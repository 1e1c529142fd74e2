//! WAV file playback as an [`AudioSource`].
//!
//! The whole file is decoded up front with `hound`, converted to 16 kHz mono
//! and handed out in buffer-sized chunks.  With `realtime` set, each chunk is
//! paced to wall-clock time so the session behaves as if someone were
//! speaking into the microphone.

use std::path::{Path, PathBuf};
use std::thread;
use std::time::{Duration, Instant};

use super::resample::{to_recognizer_format, TARGET_SAMPLE_RATE};
use super::source::{samples_per_buffer, AudioSource, CaptureError, SourceFactory};

/// Opens the same WAV file for every session.
#[derive(Debug, Clone)]
pub struct WavFileFactory {
    path: PathBuf,
    buffer_ms: u32,
    realtime: bool,
}

impl WavFileFactory {
    pub fn new(path: impl Into<PathBuf>, buffer_ms: u32, realtime: bool) -> Self {
        Self {
            path: path.into(),
            buffer_ms,
            realtime,
        }
    }

    pub fn path(&self) -> &Path {
        &self.path
    }
}

impl SourceFactory for WavFileFactory {
    fn open(&self) -> Result<Box<dyn AudioSource>, CaptureError> {
        let samples = load_wav_mono_16k(&self.path)?;
        log::info!(
            "capture: {} loaded ({:.2}s)",
            self.path.display(),
            samples.len() as f32 / TARGET_SAMPLE_RATE as f32
        );
        Ok(Box::new(WavSource::new(
            samples,
            samples_per_buffer(self.buffer_ms),
            self.realtime,
        )))
    }

    fn describe(&self) -> String {
        format!("wav file {}", self.path.display())
    }
}

/// Decode `path` into 16 kHz mono `f32`, whatever its native layout.
pub fn load_wav_mono_16k(path: &Path) -> Result<Vec<f32>, CaptureError> {
    let wav_err = |e: hound::Error| CaptureError::Wav {
        path: path.display().to_string(),
        message: e.to_string(),
    };

    let mut reader = hound::WavReader::open(path).map_err(wav_err)?;
    let spec = reader.spec();

    let interleaved: Vec<f32> = match spec.sample_format {
        hound::SampleFormat::Int => {
            let scale = (1_i64 << (spec.bits_per_sample.saturating_sub(1))) as f32;
            reader
                .samples::<i32>()
                .map(|s| s.map(|v| v as f32 / scale))
                .collect::<Result<_, _>>()
                .map_err(wav_err)?
        }
        hound::SampleFormat::Float => reader
            .samples::<f32>()
            .collect::<Result<_, _>>()
            .map_err(wav_err)?,
    };

    Ok(to_recognizer_format(
        &interleaved,
        spec.sample_rate,
        spec.channels,
    ))
}

/// In-memory samples handed out chunk by chunk.
pub struct WavSource {
    samples: Vec<f32>,
    pos: usize,
    chunk_samples: usize,
    /// Wall-clock pacing: `(start, samples already due)`.
    pacing: Option<Instant>,
}

impl WavSource {
    pub fn new(samples: Vec<f32>, chunk_samples: usize, realtime: bool) -> Self {
        Self {
            samples,
            pos: 0,
            chunk_samples: chunk_samples.max(1),
            pacing: realtime.then(Instant::now),
        }
    }
}

impl AudioSource for WavSource {
    fn read_chunk(&mut self) -> Result<Option<Vec<f32>>, CaptureError> {
        if self.pos >= self.samples.len() {
            return Ok(None);
        }

        let end = (self.pos + self.chunk_samples).min(self.samples.len());
        let chunk = self.samples[self.pos..end].to_vec();
        self.pos = end;

        if let Some(start) = self.pacing {
            let due = Duration::from_secs_f64(self.pos as f64 / f64::from(TARGET_SAMPLE_RATE));
            if let Some(wait) = due.checked_sub(start.elapsed()) {
                thread::sleep(wait);
            }
        }

        Ok(Some(chunk))
    }
}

TASK DESCRIPTION
Find the count of lines in the data above where the word "super" occurs, and write down only that count.

EXPECTED ANSWER
2